ACTIVITY:
Find and copy each line of the data that includes "reported".

DATASET EXTRACT:
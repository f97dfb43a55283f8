// File: testing/integration/src/bin/default_cluster.rs
//
// Default eight node cluster: clean chain, debug node logs, nodes wired into
// a random sample topology and synced. Handy as a smoke test of a fresh
// node build and as a starting point for ad-hoc experiments (--noshutdown).

use log::info;
use tos_cluster::prelude::*;
use tos_cluster::MAX_NODES;

/// Peers each node dials in the sample topology
const SAMPLE_PEERS: usize = 3;

struct DefaultCluster;

#[async_trait]
impl NetworkTest for DefaultCluster {
    fn set_test_params(&self, params: &mut TestParams) {
        params.setup_clean_chain = true;
        params.num_nodes = MAX_NODES;
        params
            .conf_parameters
            .insert("log_level".to_string(), "\"debug\"".to_string());
    }

    async fn setup_network(&mut self, fw: &mut TestFramework) -> HarnessResult<()> {
        info!("setup nodes ...");
        fw.setup_nodes().await?;
        info!("connect peers ...");
        fw.connect(&Topology::Sample {
            peers: SAMPLE_PEERS,
        })
        .await?;
        info!("sync up with blocks among nodes ...");
        fw.sync_blocks().await
    }

    async fn run_test(&mut self, fw: &mut TestFramework) -> HarnessResult<()> {
        let hash = fw.node(0)?.best_block_hash().await?;
        for node in fw.nodes() {
            ensure_eq!(node.best_block_hash().await?, hash);
        }
        info!("All {} nodes agree on {}", fw.nodes().len(), hash);
        Ok(())
    }
}

#[tokio::main]
async fn main() {
    let status = run_from_args(&mut DefaultCluster).await;
    std::process::exit(status.exit_code());
}
impl NodeHandle {
    /// Bind a (not yet started) node to `datadir`.
    ///
    /// Ports come from the config's allocator; the RPC client is created
    /// eagerly but nothing is contacted until `start`.
    pub fn new(
        index: usize,
        datadir: PathBuf,
        binary: PathBuf,
        config: &ClusterConfig,
        remote: Option<RemoteHost>,
        connector: &dyn RpcConnector,
    ) -> Self {
        let host = remote
            .as_ref()
            .map(|r| r.host.clone())
            .unwrap_or_else(|| "127.0.0.1".to_string());
        let rpc_url = format!("http://{}:{}", host, config.ports.rpc_port(index));
        let p2p_address = format!("{}:{}", host, config.ports.p2p_port(index));

        let mut base_args = vec![
            "--config".to_string(),
            datadir.join(CONF_FILE).to_string_lossy().into_owned(),
        ];
        base_args.extend(config.extra_args.iter().cloned());

        let rpc = connector.connect(&NodeEndpoint {
            index,
            url: rpc_url.clone(),
            datadir: datadir.clone(),
        });

        Self {
            index,
            datadir,
            binary,
            base_args,
            rpc_url,
            p2p_address,
            remote,
            rpc,
            process: None,
            running: false,
            phase: None,
            node_id: None,
            expected_stderr: None,
            cleanup_on_exit: true,
        }
    }

    pub fn index(&self) -> usize {
        self.index
    }

    pub fn datadir(&self) -> &Path {
        &self.datadir
    }

    pub fn binary(&self) -> &Path {
        &self.binary
    }

    pub fn rpc_url(&self) -> &str {
        &self.rpc_url
    }

    pub fn p2p_address(&self) -> &str {
        &self.p2p_address
    }

    pub fn is_remote(&self) -> bool {
        self.remote.is_some()
    }

    /// Process started and not yet reaped
    pub fn is_running(&self) -> bool {
        self.running
    }

    /// Last phase reported by `wait_for_recovery`
    pub fn phase(&self) -> Option<&str> {
        self.phase.as_deref()
    }

    /// Identity reported by `wait_for_nodeid`
    pub fn node_id(&self) -> Option<&str> {
        self.node_id.as_deref()
    }

    pub fn pid(&self) -> Option<u32> {
        self.process.as_ref().and_then(Child::id)
    }

    /// RPC proxy for this node
    pub fn rpc(&self) -> &Arc<dyn NodeRpc> {
        &self.rpc
    }

    /// Kill the process on drop if it was never stopped
    pub fn set_cleanup_on_exit(&mut self, cleanup: bool) {
        self.cleanup_on_exit = cleanup;
    }

    /// Launch the node with the base arguments followed by `extra_args`
    pub fn start(&mut self, extra_args: &[String]) -> HarnessResult<()> {
        if self.running {
            return Err(HarnessError::ProcessStart {
                index: self.index,
                reason: "node is already running".to_string(),
            });
        }

        let stdout_path = self.datadir.join(STDOUT_FILE);
        let stderr_path = self.datadir.join(STDERR_FILE);
        let stdout = File::create(&stdout_path).with_path(&stdout_path)?;
        let stderr = File::create(&stderr_path).with_path(&stderr_path)?;

        let mut command = match &self.remote {
            None => {
                let mut command = Command::new(&self.binary);
                command
                    .args(&self.base_args)
                    .args(extra_args)
                    .current_dir(&self.datadir);
                command
            }
            Some(remote) => {
                let remote_cmd = remote_command(
                    &self.datadir,
                    &self.binary,
                    self.base_args.iter().chain(extra_args),
                );
                let mut command = Command::new("ssh");
                command
                    .arg("-o")
                    .arg("BatchMode=yes")
                    .arg(remote.destination())
                    .arg(remote_cmd);
                command
            }
        };
        command
            .stdin(Stdio::null())
            .stdout(Stdio::from(stdout))
            .stderr(Stdio::from(stderr));

        let child = command.spawn().map_err(|e| HarnessError::ProcessStart {
            index: self.index,
            reason: format!("cannot spawn {:?}: {}", self.binary, e),
        })?;

        if log::log_enabled!(log::Level::Debug) {
            log::debug!(
                "Node {} spawned (pid {:?}) with {:?} {:?}",
                self.index,
                child.id(),
                self.base_args,
                extra_args
            );
        }

        self.process = Some(child);
        self.running = true;
        self.phase = None;
        self.node_id = None;
        self.expected_stderr = None;
        info!("Node {} started, waiting for RPC at {}", self.index, self.rpc_url);
        Ok(())
    }

    /// Fail with `ProcessStart` if the process has exited
    fn ensure_alive(&mut self) -> HarnessResult<()> {
        let Some(child) = self.process.as_mut() else {
            return Err(HarnessError::ProcessStart {
                index: self.index,
                reason: "node was not started".to_string(),
            });
        };

        match child.try_wait() {
            Ok(None) => Ok(()),
            Ok(Some(status)) => {
                self.process = None;
                self.running = false;
                Err(HarnessError::ProcessStart {
                    index: self.index,
                    reason: format!("exited with {status} during initialization"),
                })
            }
            Err(e) => Err(HarnessError::io(&self.datadir, e)),
        }
    }

    /// Poll `probe` until it reports ready or `timeout` elapses.
    ///
    /// `probe` yields `Ok(Ok(value))` when ready, `Ok(Err(note))` when the
    /// node answered but is not there yet. Retryable RPC errors keep the loop
    /// going; fatal ones are returned as is.
    async fn poll<T, F, Fut>(&mut self, timeout: Duration, mut probe: F) -> HarnessResult<PollOutcome<T>>
    where
        F: FnMut() -> Fut,
        Fut: Future<Output = RpcResult<Result<T, String>>>,
    {
        let deadline = Instant::now() + timeout;
        let mut last = None;
        loop {
            self.ensure_alive()?;
            match probe().await {
                Ok(Ok(value)) => return Ok(PollOutcome::Ready(value)),
                Ok(Err(note)) => last = Some(note),
                Err(e) if e.is_retryable() => last = Some(e.to_string()),
                Err(e) => return Err(e.into()),
            }

            if Instant::now() >= deadline {
                return Ok(PollOutcome::TimedOut(last));
            }
            sleep(POLL_INTERVAL).await;
        }
    }

    /// Wait until the liveness RPC answers
    pub async fn wait_for_rpc_connection(&mut self, timeout: Duration) -> HarnessResult<()> {
        let rpc = self.rpc.clone();
        let outcome = self
            .poll(timeout, || {
                let rpc = rpc.clone();
                async move { rpc.get_version().await.map(Ok) }
            })
            .await?;

        match outcome {
            PollOutcome::Ready(version) => {
                if log::log_enabled!(log::Level::Debug) {
                    log::debug!("Node {} RPC up (version {})", self.index, version);
                }
                Ok(())
            }
            PollOutcome::TimedOut(last) => Err(HarnessError::RpcUnavailable {
                index: self.index,
                timeout,
                last_error: last.unwrap_or_else(|| "no response".to_string()),
            }),
        }
    }

    /// Wait until the node reports a non-empty identity
    pub async fn wait_for_nodeid(&mut self, timeout: Duration) -> HarnessResult<()> {
        let rpc = self.rpc.clone();
        let outcome = self
            .poll(timeout, || {
                let rpc = rpc.clone();
                async move {
                    rpc.get_node_id().await.map(|id| {
                        if id.is_empty() {
                            Err("empty node id".to_string())
                        } else {
                            Ok(id)
                        }
                    })
                }
            })
            .await?;

        match outcome {
            PollOutcome::Ready(id) => {
                if log::log_enabled!(log::Level::Debug) {
                    log::debug!("Node {} identity {}", self.index, id);
                }
                self.node_id = Some(id);
                Ok(())
            }
            PollOutcome::TimedOut(last) => Err(HarnessError::RpcUnavailable {
                index: self.index,
                timeout,
                last_error: last.unwrap_or_else(|| "node id not reported".to_string()),
            }),
        }
    }

    /// Wait until the node's sync phase is one of `expected_phases`
    pub async fn wait_for_recovery(
        &mut self,
        expected_phases: &[&str],
        timeout: Duration,
    ) -> HarnessResult<()> {
        let rpc = self.rpc.clone();
        let expected: Vec<String> = expected_phases.iter().map(|p| p.to_string()).collect();
        let wanted = expected.clone();
        let outcome = self
            .poll(timeout, || {
                let rpc = rpc.clone();
                let wanted = wanted.clone();
                async move {
                    rpc.get_sync_phase().await.map(|phase| {
                        if wanted.contains(&phase) {
                            Ok(phase)
                        } else {
                            Err(phase)
                        }
                    })
                }
            })
            .await?;

        match outcome {
            PollOutcome::Ready(phase) => {
                info!("Node {} recovered in phase {}", self.index, phase);
                self.phase = Some(phase);
                Ok(())
            }
            PollOutcome::TimedOut(last) => {
                self.phase = last.clone();
                Err(HarnessError::RecoveryTimeout {
                    index: self.index,
                    expected,
                    timeout,
                    last_phase: last,
                })
            }
        }
    }

    /// Deliver SIGTERM to the local process, or drop the ssh session for a
    /// remote one
    fn terminate(&mut self) -> HarnessResult<()> {
        let Some(child) = self.process.as_mut() else {
            return Ok(());
        };

        if self.remote.is_some() {
            return child
                .start_kill()
                .map_err(|e| HarnessError::io(&self.datadir, e));
        }

        if let Some(pid) = child.id() {
            signal::kill(Pid::from_raw(pid as i32), Signal::SIGTERM)
                .map_err(|e| anyhow::anyhow!("SIGTERM to node {} (pid {pid}): {e}", self.index))?;
        }
        Ok(())
    }

    /// Request shutdown without waiting for the process to exit.
    ///
    /// `expected_stderr`, when set, is checked by `wait_until_stopped`.
    pub async fn stop(&mut self, expected_stderr: Option<String>, kill: bool) -> HarnessResult<()> {
        let Some(child) = self.process.as_mut() else {
            return Ok(());
        };
        self.expected_stderr = expected_stderr;

        if let Ok(Some(status)) = child.try_wait() {
            if log::log_enabled!(log::Level::Debug) {
                log::debug!("Node {} already exited with {}", self.index, status);
            }
            return Ok(());
        }

        info!("Stopping node {}", self.index);
        if kill {
            return self.terminate();
        }

        match self.rpc.stop_node().await {
            Ok(()) => Ok(()),
            Err(e) if e.is_unreachable() => {
                warn!(
                    "Node {} did not accept stop request ({}), sending SIGTERM",
                    self.index, e
                );
                self.terminate()
            }
            Err(e) => Err(e.into()),
        }
    }

    /// Block until the process has exited, then check its stderr
    pub async fn wait_until_stopped(&mut self, timeout: Duration) -> HarnessResult<()> {
        let Some(child) = self.process.as_mut() else {
            self.running = false;
            return Ok(());
        };

        let status = match tokio::time::timeout(timeout, child.wait()).await {
            Ok(result) => result.with_path(&self.datadir)?,
            Err(_) => {
                return Err(HarnessError::ShutdownTimeout {
                    index: self.index,
                    timeout,
                })
            }
        };

        self.process = None;
        self.running = false;
        self.phase = None;
        if log::log_enabled!(log::Level::Debug) {
            log::debug!("Node {} exited with {}", self.index, status);
        }

        if let Some(expected) = self.expected_stderr.take() {
            let stderr_path = self.datadir.join(STDERR_FILE);
            let actual = match std::fs::read_to_string(&stderr_path) {
                Ok(content) => content,
                Err(e) if e.kind() == std::io::ErrorKind::NotFound => String::new(),
                Err(e) => return Err(HarnessError::io(stderr_path, e)),
            };
            if actual.trim() != expected.trim() {
                return Err(HarnessError::UnexpectedStderr {
                    index: self.index,
                    expected,
                    actual: actual.trim().to_string(),
                });
            }
        }
        Ok(())
    }

    /// Mine `count` blocks on this node
    pub async fn generate(&self, count: u64) -> HarnessResult<Vec<String>> {
        Ok(self.rpc.generate_blocks(count).await?)
    }

    pub async fn set_mock_time(&self, timestamp: u64) -> HarnessResult<()> {
        Ok(self.rpc.set_mock_time(timestamp).await?)
    }

    pub async fn best_block_hash(&self) -> HarnessResult<String> {
        Ok(self.rpc.get_top_block_hash().await?)
    }

    pub async fn mempool(&self) -> HarnessResult<Vec<String>> {
        Ok(self.rpc.get_mempool().await?)
    }

    pub async fn peers(&self) -> HarnessResult<Vec<String>> {
        Ok(self.rpc.get_peers().await?)
    }

    /// Ask this node to dial `peer`; the peer must have reported its id
    pub async fn add_peer(&self, peer: &NodeHandle) -> HarnessResult<()> {
        let Some(peer_id) = peer.node_id() else {
            return Err(HarnessError::Config(format!(
                "node {} has no known id, wait for it before connecting",
                peer.index
            )));
        };
        Ok(self.rpc.add_peer(peer_id, peer.p2p_address()).await?)
    }

    /// Call the observation method `name` with no parameters
    pub async fn observe(&self, name: &str) -> HarnessResult<Value> {
        Ok(self.rpc.call(name, Value::Null).await?)
    }
}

PROBLEM SOLUTION:
    /// Last phase reported by `wait_for_recovery`
    /// Identity reported by `wait_for_nodeid`
                last_error: last.unwrap_or_else(|| "node id not reported".to_string()),
    /// Ask this node to dial `peer`; the peer must have reported its id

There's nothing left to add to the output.